** Records follows **

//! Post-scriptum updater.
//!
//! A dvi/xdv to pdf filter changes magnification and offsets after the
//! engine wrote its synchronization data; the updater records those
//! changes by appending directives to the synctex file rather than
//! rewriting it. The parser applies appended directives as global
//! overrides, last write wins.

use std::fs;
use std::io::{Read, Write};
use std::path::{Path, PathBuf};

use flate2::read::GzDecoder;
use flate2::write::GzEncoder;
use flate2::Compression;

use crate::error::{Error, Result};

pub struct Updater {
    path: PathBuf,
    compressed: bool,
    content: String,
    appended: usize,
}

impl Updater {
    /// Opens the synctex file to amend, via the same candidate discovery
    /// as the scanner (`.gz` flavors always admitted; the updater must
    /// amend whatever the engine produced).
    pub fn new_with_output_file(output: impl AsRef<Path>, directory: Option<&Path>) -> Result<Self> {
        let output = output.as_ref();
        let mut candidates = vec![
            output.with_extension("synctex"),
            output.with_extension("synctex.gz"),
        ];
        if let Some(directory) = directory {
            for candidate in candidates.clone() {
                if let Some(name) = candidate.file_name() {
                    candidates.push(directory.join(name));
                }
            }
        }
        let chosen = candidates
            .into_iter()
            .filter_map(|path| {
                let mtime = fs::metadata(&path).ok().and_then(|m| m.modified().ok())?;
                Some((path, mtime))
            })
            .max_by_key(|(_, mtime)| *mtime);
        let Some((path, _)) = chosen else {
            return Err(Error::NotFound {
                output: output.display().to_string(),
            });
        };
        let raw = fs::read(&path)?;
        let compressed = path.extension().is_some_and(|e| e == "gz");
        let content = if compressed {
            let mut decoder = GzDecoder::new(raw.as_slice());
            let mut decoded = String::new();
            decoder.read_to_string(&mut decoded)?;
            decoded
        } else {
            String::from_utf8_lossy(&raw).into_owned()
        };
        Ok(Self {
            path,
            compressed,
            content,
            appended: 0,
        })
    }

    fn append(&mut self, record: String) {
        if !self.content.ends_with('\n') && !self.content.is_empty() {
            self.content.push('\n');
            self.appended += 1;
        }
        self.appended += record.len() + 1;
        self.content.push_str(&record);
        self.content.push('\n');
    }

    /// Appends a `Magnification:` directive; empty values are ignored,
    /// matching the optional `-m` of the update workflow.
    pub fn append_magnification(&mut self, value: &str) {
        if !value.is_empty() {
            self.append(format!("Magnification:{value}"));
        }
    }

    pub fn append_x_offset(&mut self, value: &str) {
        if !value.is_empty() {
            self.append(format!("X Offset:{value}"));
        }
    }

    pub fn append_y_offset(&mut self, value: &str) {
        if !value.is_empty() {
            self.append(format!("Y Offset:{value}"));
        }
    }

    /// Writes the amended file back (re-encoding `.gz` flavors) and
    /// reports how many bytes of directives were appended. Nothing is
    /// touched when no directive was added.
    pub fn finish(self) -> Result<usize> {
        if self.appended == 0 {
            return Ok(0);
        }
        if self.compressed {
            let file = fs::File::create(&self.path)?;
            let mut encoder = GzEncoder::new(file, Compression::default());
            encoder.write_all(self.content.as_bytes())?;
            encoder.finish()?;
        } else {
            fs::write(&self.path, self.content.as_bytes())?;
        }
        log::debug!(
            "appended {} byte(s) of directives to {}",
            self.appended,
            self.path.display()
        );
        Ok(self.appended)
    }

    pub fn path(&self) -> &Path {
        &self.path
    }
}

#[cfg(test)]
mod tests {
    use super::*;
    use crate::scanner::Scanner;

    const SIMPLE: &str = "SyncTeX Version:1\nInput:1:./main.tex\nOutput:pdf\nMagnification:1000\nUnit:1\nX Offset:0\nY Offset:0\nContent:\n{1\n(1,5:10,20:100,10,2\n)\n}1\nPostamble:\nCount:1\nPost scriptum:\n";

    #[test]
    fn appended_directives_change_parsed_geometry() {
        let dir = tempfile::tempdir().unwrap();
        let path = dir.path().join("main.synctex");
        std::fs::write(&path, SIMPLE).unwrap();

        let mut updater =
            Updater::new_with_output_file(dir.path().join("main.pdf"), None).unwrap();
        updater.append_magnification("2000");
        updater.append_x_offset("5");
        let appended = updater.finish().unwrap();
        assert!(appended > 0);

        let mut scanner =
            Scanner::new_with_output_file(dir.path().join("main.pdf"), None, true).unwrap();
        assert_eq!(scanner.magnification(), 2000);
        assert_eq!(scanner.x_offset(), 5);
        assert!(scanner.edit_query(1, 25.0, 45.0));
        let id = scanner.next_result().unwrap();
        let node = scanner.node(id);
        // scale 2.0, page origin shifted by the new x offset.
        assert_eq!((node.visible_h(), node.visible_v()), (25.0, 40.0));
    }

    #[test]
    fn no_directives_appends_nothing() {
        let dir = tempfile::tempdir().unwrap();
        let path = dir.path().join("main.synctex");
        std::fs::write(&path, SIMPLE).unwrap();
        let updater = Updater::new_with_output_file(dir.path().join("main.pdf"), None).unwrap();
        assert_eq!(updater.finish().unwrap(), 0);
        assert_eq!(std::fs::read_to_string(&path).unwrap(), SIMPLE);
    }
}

** End of Records **

> _Task instructions_
A single figure, the number of lines above with the word "PathBuf", is the whole answer.

> _Problem solution_
2